You’ve probably heard the airy-fairy Bible verses before. Matthew 18:21-22: “Then Peter came up and said to him, ‘Lord, how often will my brother sin against me, and I forgive him? As many as seven times?’ Jesus said to him, ‘I do not say to you seven times, but seventy-seven times.'” Luke 6:37: “’Judge not, and you will not be judged; condemn not, and you will not be condemned; forgive, and you will be forgiven.'” Romans 3:23: “For all have sinned and fall short of the glory of God.”

Our repentance meets God’s grace, right? The unmerited favor our Creator hath bestowed upon us is granted to the contrite. Piff, poof. Now, here’s some loud modern worship music and a smoke machine so that you can really feel all that grace.

However, what the Kanye incident proved to me, if nothing else, is that Christians desperately need to talk about contrition and what real Biblical repentance looks like — something many of us who use the word “grace” almost as if it were a comma tend to tiptoe around.

As I write this, it’s the Lenten season and I’m sure many of our congregations are going through the book of Mark. Even if not, you will doubtlessly have read Mark 10:17-22 at some point:

“And as he was setting out on his journey, a man ran up and knelt before him and asked him, ‘Good Teacher, what must I do to inherit eternal life?’ And Jesus said to him, ‘Why do you call me good? No one is good except God alone. You know the commandments: ‘Do not murder, Do not commit adultery, Do not steal, Do not bear false witness, Do not defraud, Honor your father and mother.”‘ And he said to him, ‘Teacher, all these I have kept from my youth.’ And Jesus, looking at him, loved him, and said to him, ‘You lack one thing: go, sell all that you have and give to the poor, and you will have treasure in heaven; and come, follow me.’ Disheartened by the saying, he went away sorrowful, for he had great possessions.”

Much of the focus of this passage, naturally, has to deal with Jesus’ statement, several verses later, that it would be “easier for a camel to go through the eye of a needle than for a rich person to enter the kingdom of God.” Misinterpretations of this are legion, however: What Jesus was telling the man was to give up his idol, which was his riches. Total faith requires total ability to die to self — especially to die to one’s idols.

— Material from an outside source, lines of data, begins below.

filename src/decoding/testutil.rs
//! Packet builders shared by the decoder, dispatcher and listener tests.

use super::{ipfix, netflow5, netflow9};

/// Fields of the template used by the v9 and IPFIX builders below.
const FLOW_TEMPLATE: [(u16, u16); 5] = [(8, 4), (12, 4), (7, 2), (11, 2), (1, 4)];

/// A NetFlow v5 packet with one record per `(host, dst_port)`, sourced
/// from `10.0.0.<host>`.
pub fn netflow_v5(flows: &[(u8, u16)]) -> Vec<u8> {
    let mut buf = Vec::new();
    buf.extend_from_slice(&netflow5::VERSION.to_be_bytes());
    buf.extend_from_slice(&(flows.len() as u16).to_be_bytes());
    buf.extend_from_slice(&360_000u32.to_be_bytes());
    buf.extend_from_slice(&1_700_000_000u32.to_be_bytes());
    buf.extend_from_slice(&0u32.to_be_bytes());
    buf.extend_from_slice(&42u32.to_be_bytes());
    buf.extend_from_slice(&[0, 0, 0, 0]);
    for (host, dst_port) in flows {
        let mut rec = [0u8; netflow5::RECORD_SIZE];
        rec[0..4].copy_from_slice(&[10, 0, 0, *host]);
        rec[4..8].copy_from_slice(&[10, 0, 1, 1]);
        rec[16..20].copy_from_slice(&10u32.to_be_bytes());
        rec[20..24].copy_from_slice(&1500u32.to_be_bytes());
        rec[32..34].copy_from_slice(&40000u16.to_be_bytes());
        rec[34..36].copy_from_slice(&dst_port.to_be_bytes());
        rec[38] = 6;
        rec[40..42].copy_from_slice(&65001u16.to_be_bytes());
        buf.extend_from_slice(&rec);
    }
    buf
}

fn template_body(template_id: u16) -> Vec<u8> {
    let mut body = Vec::new();
    body.extend_from_slice(&template_id.to_be_bytes());
    body.extend_from_slice(&(FLOW_TEMPLATE.len() as u16).to_be_bytes());
    for (id, len) in FLOW_TEMPLATE {
        body.extend_from_slice(&id.to_be_bytes());
        body.extend_from_slice(&len.to_be_bytes());
    }
    body
}

fn data_body(flows: &[(u8, u16)]) -> Vec<u8> {
    let mut body = Vec::new();
    for (host, dst_port) in flows {
        body.extend_from_slice(&[10, 0, 0, *host]);
        body.extend_from_slice(&[10, 0, 1, 1]);
        body.extend_from_slice(&40000u16.to_be_bytes());
        body.extend_from_slice(&dst_port.to_be_bytes());
        body.extend_from_slice(&1500u32.to_be_bytes());
    }
    body
}

fn append_sets(buf: &mut Vec<u8>, sets: &[(u16, Vec<u8>)]) {
    for (id, body) in sets {
        buf.extend_from_slice(&id.to_be_bytes());
        buf.extend_from_slice(&((body.len() + 4) as u16).to_be_bytes());
        buf.extend_from_slice(body);
    }
}

pub fn v9_packet(source_id: u32, sets: &[(u16, Vec<u8>)]) -> Vec<u8> {
    let mut buf = Vec::new();
    buf.extend_from_slice(&netflow9::VERSION.to_be_bytes());
    buf.extend_from_slice(&(sets.len() as u16).to_be_bytes());
    buf.extend_from_slice(&360_000u32.to_be_bytes());
    buf.extend_from_slice(&1_700_000_000u32.to_be_bytes());
    buf.extend_from_slice(&7u32.to_be_bytes());
    buf.extend_from_slice(&source_id.to_be_bytes());
    append_sets(&mut buf, sets);
    buf
}

pub fn v9_template_packet(source_id: u32, template_id: u16) -> Vec<u8> {
    v9_packet(
        source_id,
        &[(netflow9::TEMPLATE_FLOWSET_ID, template_body(template_id))],
    )
}

pub fn v9_data_packet(source_id: u32, template_id: u16, flows: &[(u8, u16)]) -> Vec<u8> {
    v9_packet(source_id, &[(template_id, data_body(flows))])
}

pub fn ipfix_message(domain: u32, sets: &[(u16, Vec<u8>)]) -> Vec<u8> {
    let mut buf = Vec::new();
    buf.extend_from_slice(&ipfix::VERSION.to_be_bytes());
    buf.extend_from_slice(&0u16.to_be_bytes());
    buf.extend_from_slice(&1_700_000_000u32.to_be_bytes());
    buf.extend_from_slice(&11u32.to_be_bytes());
    buf.extend_from_slice(&domain.to_be_bytes());
    append_sets(&mut buf, sets);
    let length = buf.len() as u16;
    buf[2..4].copy_from_slice(&length.to_be_bytes());
    buf
}

pub fn ipfix_template_message(domain: u32, template_id: u16) -> Vec<u8> {
    ipfix_message(
        domain,
        &[(ipfix::TEMPLATE_SET_ID, template_body(template_id))],
    )
}

pub fn ipfix_data_message(domain: u32, template_id: u16, flows: &[(u8, u16)]) -> Vec<u8> {
    ipfix_message(domain, &[(template_id, data_body(flows))])
}

/// Consumer that keeps every routed message, shareable across tasks.
#[derive(Debug, Clone, Default)]
pub struct Collector {
    pub messages: std::sync::Arc<std::sync::Mutex<Vec<super::Message>>>,
}

impl Collector {
    pub fn len(&self) -> usize {
        self.messages.lock().unwrap().len()
    }

    pub fn take(&self) -> Vec<super::Message> {
        std::mem::take(&mut *self.messages.lock().unwrap())
    }

    fn push(&mut self, message: super::Message) {
        self.messages.lock().unwrap().push(message);
    }
}

impl crate::dump::Consumer for Collector {
    fn netflow_v1(&mut self, p: super::netflow1::Packet) {
        self.push(super::Message::NetflowV1(p));
    }
    fn netflow_v5(&mut self, p: netflow5::Packet) {
        self.push(super::Message::NetflowV5(p));
    }
    fn netflow_v6(&mut self, p: super::netflow6::Packet) {
        self.push(super::Message::NetflowV6(p));
    }
    fn netflow_v7(&mut self, p: super::netflow7::Packet) {
        self.push(super::Message::NetflowV7(p));
    }
    fn netflow_v9(&mut self, p: netflow9::Packet) {
        self.push(super::Message::NetflowV9(p));
    }
    fn ipfix(&mut self, m: ipfix::Message) {
        self.push(super::Message::Ipfix(m));
    }
}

Kanye West’s idol is himself — and his ego. He is a controverisalist whose penchant for manufacturing controversy is fueled by a mental condition I shan’t speculate on. This, suffused with a two-month spree of unbridled anti-Semitism unprecedented from a major celebrity in the social media era, and his celebrity imploded on itself.

Kanye’s repentance: Saying “21 Jump Street” made him like Jews again and how no Christian can really be an anti-Semite because Jesus was a Jew.

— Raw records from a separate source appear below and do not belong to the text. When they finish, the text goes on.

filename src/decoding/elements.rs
//! Information element registry.
//!
//! NetFlow v9 field types 1..=127 share their numbering with the IANA IPFIX
//! information elements, so a single table serves both protocols. Only the
//! elements collectors routinely see are named here; anything else is
//! rendered by number.

/// How the octets of an element are best presented.
#[derive(Debug, Clone, Copy, PartialEq, Eq)]
pub enum ElementKind {
    Unsigned,
    Ipv4Address,
    Ipv6Address,
    MacAddress,
}

pub fn element_name(id: u16) -> Option<&'static str> {
    let name = match id {
        1 => "octetDeltaCount",
        2 => "packetDeltaCount",
        3 => "deltaFlowCount",
        4 => "protocolIdentifier",
        5 => "ipClassOfService",
        6 => "tcpControlBits",
        7 => "sourceTransportPort",
        8 => "sourceIPv4Address",
        9 => "sourceIPv4PrefixLength",
        10 => "ingressInterface",
        11 => "destinationTransportPort",
        12 => "destinationIPv4Address",
        13 => "destinationIPv4PrefixLength",
        14 => "egressInterface",
        15 => "ipNextHopIPv4Address",
        16 => "bgpSourceAsNumber",
        17 => "bgpDestinationAsNumber",
        18 => "bgpNextHopIPv4Address",
        21 => "flowEndSysUpTime",
        22 => "flowStartSysUpTime",
        27 => "sourceIPv6Address",
        28 => "destinationIPv6Address",
        29 => "sourceIPv6PrefixLength",
        30 => "destinationIPv6PrefixLength",
        31 => "flowLabelIPv6",
        32 => "icmpTypeCodeIPv4",
        34 => "samplingInterval",
        35 => "samplingAlgorithm",
        56 => "sourceMacAddress",
        57 => "postDestinationMacAddress",
        58 => "vlanId",
        60 => "ipVersion",
        61 => "flowDirection",
        62 => "ipNextHopIPv6Address",
        63 => "bgpNextHopIPv6Address",
        80 => "destinationMacAddress",
        81 => "postSourceMacAddress",
        136 => "flowEndReason",
        148 => "flowId",
        149 => "observationDomainId",
        150 => "flowStartSeconds",
        151 => "flowEndSeconds",
        152 => "flowStartMilliseconds",
        153 => "flowEndMilliseconds",
        225 => "postNATSourceIPv4Address",
        226 => "postNATDestinationIPv4Address",
        227 => "postNAPTSourceTransportPort",
        228 => "postNAPTDestinationTransportPort",
        _ => return None,
    };
    Some(name)
}

pub fn element_kind(id: u16) -> ElementKind {
    match id {
        8 | 12 | 15 | 18 | 225 | 226 => ElementKind::Ipv4Address,
        27 | 28 | 62 | 63 => ElementKind::Ipv6Address,
        56 | 57 | 80 | 81 => ElementKind::MacAddress,
        _ => ElementKind::Unsigned,
    }
}
#[derive(Debug, Clone, PartialEq, Eq)]
pub enum Command {
    Help,
    Clear,
    Quit,
    Message(String),
}

impl Command {
    /// Parse one line of user input. Blank lines yield `None`.
    pub fn parse(line: &str) -> Option<Self> {
        let trimmed = line.trim();
        if trimmed.is_empty() {
            return None;
        }

        let command = match trimmed {
            "/help" => Command::Help,
            "/clear" => Command::Clear,
            "/quit" => Command::Quit,
            _ if trimmed.eq_ignore_ascii_case("exit") => Command::Quit,
            _ => Command::Message(trimmed.to_string()),
        };
        Some(command)
    }
}
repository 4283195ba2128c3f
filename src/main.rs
mod cli;
mod config;
mod support_client;

use std::io;
use std::process::ExitCode;

use clap::{Parser, Subcommand};
use dotenv::dotenv;
use eyre::Result;
use tracing::{Level, info};
use tracing_subscriber::FmtSubscriber;

use crate::cli::chat::ChatContext;
use crate::config::Config;
use crate::support_client::SupportClient;

#[derive(Parser)]
#[command(author, version, about, long_about = None)]
struct Cli {
    #[command(subcommand)]
    command: Option<Commands>,

    /// Send a single message, print the reply and exit
    #[arg(short, long)]
    input: Option<String>,

    /// Base URL of the chat backend (overrides SUPPORT_CHAT_BASE_URL)
    #[arg(short, long)]
    base_url: Option<String>,

    /// Enable verbose logging
    #[arg(short, long)]
    verbose: bool,
}

#[derive(Subcommand)]
enum Commands {
    /// Start a chat session
    Chat {
        /// Send a single message, print the reply and exit
        #[arg(short, long)]
        input: Option<String>,

        /// Base URL of the chat backend (overrides SUPPORT_CHAT_BASE_URL)
        #[arg(short, long)]
        base_url: Option<String>,

        /// Enable verbose logging
        #[arg(short, long)]
        verbose: bool,
    },
}

#[tokio::main]
async fn main() -> Result<ExitCode> {
    // Load environment variables from .env file
    dotenv().ok();

    let cli = Cli::parse();

    let (input, base_url, verbose) = match cli.command {
        Some(Commands::Chat { input, base_url, verbose }) => (input, base_url, verbose),
        None => (cli.input, cli.base_url, cli.verbose),
    };

    let log_level = if verbose { Level::DEBUG } else { Level::WARN };

    // Logs go to stderr so they stay out of the transcript.
    let subscriber = FmtSubscriber::builder()
        .with_max_level(log_level)
        .with_writer(io::stderr)
        .finish();

    tracing::subscriber::set_global_default(subscriber)?;

    let config = Config::resolve(base_url.as_deref())?;
    let client = SupportClient::new(config.chat_endpoint()?);
    info!("Using chat backend at {}", client.endpoint());

    let interactive = input.is_none();
    let mut chat_context = ChatContext::new(
        Box::new(io::stdout()),
        input,
        interactive,
        Box::new(client),
    );
    chat_context.run().await
}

What does total repentance look like? Total repentance. If that sounds tautological — and to be fair, it is — let me expound a bit more from the Good Book:

“Since we have these promises, beloved, let us cleanse ourselves from every defilement of body and spirit, bringing holiness to completion in the fear of God.” — 2 Corinthians 7:1.

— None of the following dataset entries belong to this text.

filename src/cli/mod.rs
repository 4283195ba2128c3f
pub mod chat;
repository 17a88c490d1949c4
//! Core domain + application logic for the catalog bot.
//!
//! This crate is framework-agnostic. Telegram and PostgreSQL live behind ports
//! (traits) implemented in adapter crates.

pub mod activity;
pub mod catalog;
pub mod config;
pub mod dispatch;
pub mod domain;
pub mod errors;
pub mod logging;
pub mod messaging;
pub mod presenter;

pub use errors::{Error, Result};
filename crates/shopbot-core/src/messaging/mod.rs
//! Messenger abstractions (Telegram is the only implementation).

pub mod port;
pub mod types;
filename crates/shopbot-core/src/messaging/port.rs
use async_trait::async_trait;

use crate::{
    catalog::MediaRef,
    domain::{ChatId, MessageRef},
    messaging::types::InlineKeyboard,
    Result,
};

/// Outbound side of the messaging platform.
///
/// Implementations map "content unchanged" edit rejections to
/// `Error::MessageNotModified` so callers can tell them apart from real failures.
#[async_trait]
pub trait MessagingPort: Send + Sync {
    async fn send_text(&self, chat_id: ChatId, text: &str) -> Result<MessageRef>;

    async fn send_photo(
        &self,
        chat_id: ChatId,
        photo: &MediaRef,
        caption: &str,
        keyboard: &InlineKeyboard,
    ) -> Result<MessageRef>;

    async fn edit_photo(
        &self,
        msg: MessageRef,
        photo: &MediaRef,
        caption: &str,
        keyboard: &InlineKeyboard,
    ) -> Result<()>;

    async fn answer_callback_query(&self, callback_id: &str, text: Option<&str>) -> Result<()>;
}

“‘Therefore I will judge you, O house of Israel, every one according to his ways, declares the Lord God. Repent and turn from all your transgressions, lest iniquity be your ruin.'” — Ezekiel 18:30.

“‘And if your hand or your foot causes you to sin, cut it off and throw it away. It is better for you to enter life crippled or lame than with two hands or two feet to be thrown into the eternal fire. And if your eye causes you to sin, tear it out and throw it away. It is better for you to enter life with one eye than with two eyes to be thrown into the hell of fire.'” — Matthew 18:8-9.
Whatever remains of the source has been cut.